» **EXERCISE DIRECTIONS**
If a line in the data below contains the word "needs", copy it out.

» **DATA RECORDS**
------------------------
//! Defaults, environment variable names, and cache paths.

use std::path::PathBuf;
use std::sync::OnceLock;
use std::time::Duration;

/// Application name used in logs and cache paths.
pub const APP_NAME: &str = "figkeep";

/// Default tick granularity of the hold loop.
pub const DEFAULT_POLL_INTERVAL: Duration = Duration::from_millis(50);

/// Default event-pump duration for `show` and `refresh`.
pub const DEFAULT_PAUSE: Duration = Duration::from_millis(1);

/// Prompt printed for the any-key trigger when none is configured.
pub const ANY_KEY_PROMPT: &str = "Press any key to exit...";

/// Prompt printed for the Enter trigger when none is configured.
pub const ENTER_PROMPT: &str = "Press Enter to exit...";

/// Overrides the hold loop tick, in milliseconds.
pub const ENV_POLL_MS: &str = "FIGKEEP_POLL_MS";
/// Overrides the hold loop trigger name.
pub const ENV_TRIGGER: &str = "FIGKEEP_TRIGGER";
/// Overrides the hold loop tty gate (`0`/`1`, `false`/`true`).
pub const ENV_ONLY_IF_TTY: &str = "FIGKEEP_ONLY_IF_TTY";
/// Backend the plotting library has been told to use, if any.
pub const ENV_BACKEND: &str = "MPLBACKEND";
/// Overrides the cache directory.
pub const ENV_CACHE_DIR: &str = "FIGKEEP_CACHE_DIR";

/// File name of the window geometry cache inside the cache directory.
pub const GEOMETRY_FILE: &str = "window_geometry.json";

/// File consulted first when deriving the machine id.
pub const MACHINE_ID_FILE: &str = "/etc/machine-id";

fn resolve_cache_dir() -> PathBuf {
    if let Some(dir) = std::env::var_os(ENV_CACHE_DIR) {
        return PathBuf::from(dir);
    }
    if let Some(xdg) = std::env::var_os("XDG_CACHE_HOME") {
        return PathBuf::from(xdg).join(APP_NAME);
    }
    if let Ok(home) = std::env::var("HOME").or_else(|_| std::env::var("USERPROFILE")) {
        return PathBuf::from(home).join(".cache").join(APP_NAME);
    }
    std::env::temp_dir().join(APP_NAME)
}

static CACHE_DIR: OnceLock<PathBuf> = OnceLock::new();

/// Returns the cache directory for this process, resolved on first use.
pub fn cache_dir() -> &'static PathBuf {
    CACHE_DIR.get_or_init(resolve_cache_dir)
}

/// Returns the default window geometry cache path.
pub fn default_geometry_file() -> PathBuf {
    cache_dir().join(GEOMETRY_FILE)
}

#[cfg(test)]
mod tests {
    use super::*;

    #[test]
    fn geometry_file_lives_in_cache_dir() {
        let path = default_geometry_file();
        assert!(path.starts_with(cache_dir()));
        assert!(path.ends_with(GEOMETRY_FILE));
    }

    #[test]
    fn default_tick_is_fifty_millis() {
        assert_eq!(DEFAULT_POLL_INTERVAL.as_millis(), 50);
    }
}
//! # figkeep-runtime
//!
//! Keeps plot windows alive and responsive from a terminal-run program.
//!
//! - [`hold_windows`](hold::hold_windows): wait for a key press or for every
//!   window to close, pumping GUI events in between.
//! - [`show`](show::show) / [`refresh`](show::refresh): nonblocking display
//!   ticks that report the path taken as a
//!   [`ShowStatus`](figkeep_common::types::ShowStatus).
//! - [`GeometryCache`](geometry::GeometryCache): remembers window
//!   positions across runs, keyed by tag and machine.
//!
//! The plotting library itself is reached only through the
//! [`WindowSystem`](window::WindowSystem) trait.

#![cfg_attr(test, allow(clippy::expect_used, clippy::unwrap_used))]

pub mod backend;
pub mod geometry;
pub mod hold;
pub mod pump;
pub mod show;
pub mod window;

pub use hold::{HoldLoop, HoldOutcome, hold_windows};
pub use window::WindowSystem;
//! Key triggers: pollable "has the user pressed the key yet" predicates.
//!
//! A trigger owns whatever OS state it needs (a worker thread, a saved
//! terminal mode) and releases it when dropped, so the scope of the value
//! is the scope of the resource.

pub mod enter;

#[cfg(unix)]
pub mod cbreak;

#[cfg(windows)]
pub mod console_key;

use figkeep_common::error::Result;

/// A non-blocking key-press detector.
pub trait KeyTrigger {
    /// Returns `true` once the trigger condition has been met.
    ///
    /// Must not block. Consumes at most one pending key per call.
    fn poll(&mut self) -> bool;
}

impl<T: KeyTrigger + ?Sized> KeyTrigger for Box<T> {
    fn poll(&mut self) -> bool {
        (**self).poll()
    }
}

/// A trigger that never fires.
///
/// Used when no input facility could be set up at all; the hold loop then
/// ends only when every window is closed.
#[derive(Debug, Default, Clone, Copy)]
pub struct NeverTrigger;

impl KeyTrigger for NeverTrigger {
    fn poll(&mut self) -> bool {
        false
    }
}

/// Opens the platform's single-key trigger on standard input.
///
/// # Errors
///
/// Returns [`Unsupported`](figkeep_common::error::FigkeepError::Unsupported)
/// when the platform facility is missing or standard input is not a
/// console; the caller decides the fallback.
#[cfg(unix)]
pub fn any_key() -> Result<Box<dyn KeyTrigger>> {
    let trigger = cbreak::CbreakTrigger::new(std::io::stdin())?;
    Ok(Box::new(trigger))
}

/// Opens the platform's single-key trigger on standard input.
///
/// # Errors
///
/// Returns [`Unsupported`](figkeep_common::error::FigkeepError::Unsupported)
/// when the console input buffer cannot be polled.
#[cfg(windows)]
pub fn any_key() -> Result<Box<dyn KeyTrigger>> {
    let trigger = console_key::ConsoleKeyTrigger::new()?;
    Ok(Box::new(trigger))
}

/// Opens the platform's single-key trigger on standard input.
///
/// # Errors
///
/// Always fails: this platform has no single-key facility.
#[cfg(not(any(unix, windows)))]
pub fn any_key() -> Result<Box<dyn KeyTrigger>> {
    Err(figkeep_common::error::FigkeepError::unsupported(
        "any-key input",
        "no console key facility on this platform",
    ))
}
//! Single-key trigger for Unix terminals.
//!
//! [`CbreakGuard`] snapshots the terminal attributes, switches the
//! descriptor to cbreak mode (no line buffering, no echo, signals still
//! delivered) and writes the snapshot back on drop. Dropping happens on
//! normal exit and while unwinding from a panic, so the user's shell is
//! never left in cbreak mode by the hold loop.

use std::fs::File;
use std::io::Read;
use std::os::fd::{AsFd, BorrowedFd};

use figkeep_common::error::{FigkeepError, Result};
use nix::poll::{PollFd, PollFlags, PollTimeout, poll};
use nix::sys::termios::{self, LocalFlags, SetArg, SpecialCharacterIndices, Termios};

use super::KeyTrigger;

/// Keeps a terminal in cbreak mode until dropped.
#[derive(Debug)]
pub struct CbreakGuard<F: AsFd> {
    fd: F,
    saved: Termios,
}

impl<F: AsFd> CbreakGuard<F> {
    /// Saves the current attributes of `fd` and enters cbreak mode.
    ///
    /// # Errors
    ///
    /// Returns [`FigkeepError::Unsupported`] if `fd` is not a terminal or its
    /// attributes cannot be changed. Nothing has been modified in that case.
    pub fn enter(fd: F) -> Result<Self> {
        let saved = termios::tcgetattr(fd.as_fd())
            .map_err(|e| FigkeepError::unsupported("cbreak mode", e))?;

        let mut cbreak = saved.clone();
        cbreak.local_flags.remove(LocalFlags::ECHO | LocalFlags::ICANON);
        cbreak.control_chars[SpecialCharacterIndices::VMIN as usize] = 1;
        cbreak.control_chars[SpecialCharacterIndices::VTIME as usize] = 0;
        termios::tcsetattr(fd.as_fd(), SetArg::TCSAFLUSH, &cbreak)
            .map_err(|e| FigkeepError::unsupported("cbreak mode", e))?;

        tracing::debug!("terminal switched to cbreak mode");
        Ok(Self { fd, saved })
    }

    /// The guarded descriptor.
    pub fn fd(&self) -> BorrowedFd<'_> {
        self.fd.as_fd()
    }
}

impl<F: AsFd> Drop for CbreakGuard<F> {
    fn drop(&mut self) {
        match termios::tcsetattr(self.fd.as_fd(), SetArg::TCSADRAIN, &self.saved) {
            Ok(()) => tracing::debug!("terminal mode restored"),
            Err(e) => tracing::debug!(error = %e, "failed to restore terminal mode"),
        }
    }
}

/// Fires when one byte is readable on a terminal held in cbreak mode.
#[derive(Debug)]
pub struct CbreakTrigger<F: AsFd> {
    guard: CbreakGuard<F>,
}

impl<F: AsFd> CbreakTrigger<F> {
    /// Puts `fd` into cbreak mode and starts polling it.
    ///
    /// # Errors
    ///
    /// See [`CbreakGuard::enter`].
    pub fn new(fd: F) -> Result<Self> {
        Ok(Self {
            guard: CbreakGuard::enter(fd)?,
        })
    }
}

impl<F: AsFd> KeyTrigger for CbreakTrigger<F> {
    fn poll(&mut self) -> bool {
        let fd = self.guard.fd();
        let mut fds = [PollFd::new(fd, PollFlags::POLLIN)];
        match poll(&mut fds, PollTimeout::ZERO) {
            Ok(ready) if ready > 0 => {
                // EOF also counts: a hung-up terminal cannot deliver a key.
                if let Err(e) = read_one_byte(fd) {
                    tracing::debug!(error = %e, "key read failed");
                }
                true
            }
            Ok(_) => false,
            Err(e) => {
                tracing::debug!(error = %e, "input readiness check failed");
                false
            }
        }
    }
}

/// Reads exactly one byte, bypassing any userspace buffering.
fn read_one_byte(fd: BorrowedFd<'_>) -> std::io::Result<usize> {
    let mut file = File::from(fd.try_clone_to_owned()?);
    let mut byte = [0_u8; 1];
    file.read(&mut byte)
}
------------------------
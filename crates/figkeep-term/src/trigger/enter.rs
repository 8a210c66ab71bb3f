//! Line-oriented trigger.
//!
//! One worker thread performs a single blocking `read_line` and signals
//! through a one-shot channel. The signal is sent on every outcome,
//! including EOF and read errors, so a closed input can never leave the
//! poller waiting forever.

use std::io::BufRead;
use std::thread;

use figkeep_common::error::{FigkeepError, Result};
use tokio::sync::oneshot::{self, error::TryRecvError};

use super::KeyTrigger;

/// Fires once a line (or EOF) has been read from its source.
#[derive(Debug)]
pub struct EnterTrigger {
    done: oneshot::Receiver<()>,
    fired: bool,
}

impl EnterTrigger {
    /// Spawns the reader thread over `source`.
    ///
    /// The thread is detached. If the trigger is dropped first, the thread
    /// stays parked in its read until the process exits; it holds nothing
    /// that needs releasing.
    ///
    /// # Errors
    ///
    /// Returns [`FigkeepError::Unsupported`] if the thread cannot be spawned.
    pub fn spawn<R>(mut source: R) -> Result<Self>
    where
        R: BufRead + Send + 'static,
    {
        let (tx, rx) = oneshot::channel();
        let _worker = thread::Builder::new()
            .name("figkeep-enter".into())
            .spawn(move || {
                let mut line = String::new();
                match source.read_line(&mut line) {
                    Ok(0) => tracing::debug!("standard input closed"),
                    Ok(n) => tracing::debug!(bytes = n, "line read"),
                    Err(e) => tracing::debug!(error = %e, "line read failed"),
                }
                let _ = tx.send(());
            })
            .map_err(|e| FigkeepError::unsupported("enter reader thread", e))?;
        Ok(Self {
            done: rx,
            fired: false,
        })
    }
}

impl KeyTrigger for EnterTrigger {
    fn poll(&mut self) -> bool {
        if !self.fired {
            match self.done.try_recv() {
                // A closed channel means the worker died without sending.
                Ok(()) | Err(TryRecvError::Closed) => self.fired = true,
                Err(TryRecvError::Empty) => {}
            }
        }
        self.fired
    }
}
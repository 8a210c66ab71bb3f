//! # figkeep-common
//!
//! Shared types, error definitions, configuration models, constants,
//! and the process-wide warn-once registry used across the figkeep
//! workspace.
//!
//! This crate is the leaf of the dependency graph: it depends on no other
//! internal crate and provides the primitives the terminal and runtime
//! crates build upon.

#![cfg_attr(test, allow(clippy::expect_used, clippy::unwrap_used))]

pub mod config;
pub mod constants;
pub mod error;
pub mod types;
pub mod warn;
------------------------
» **PROBLEM SOLUTION**
//! A trigger owns whatever OS state it needs (a worker thread, a saved
    /// that needs releasing.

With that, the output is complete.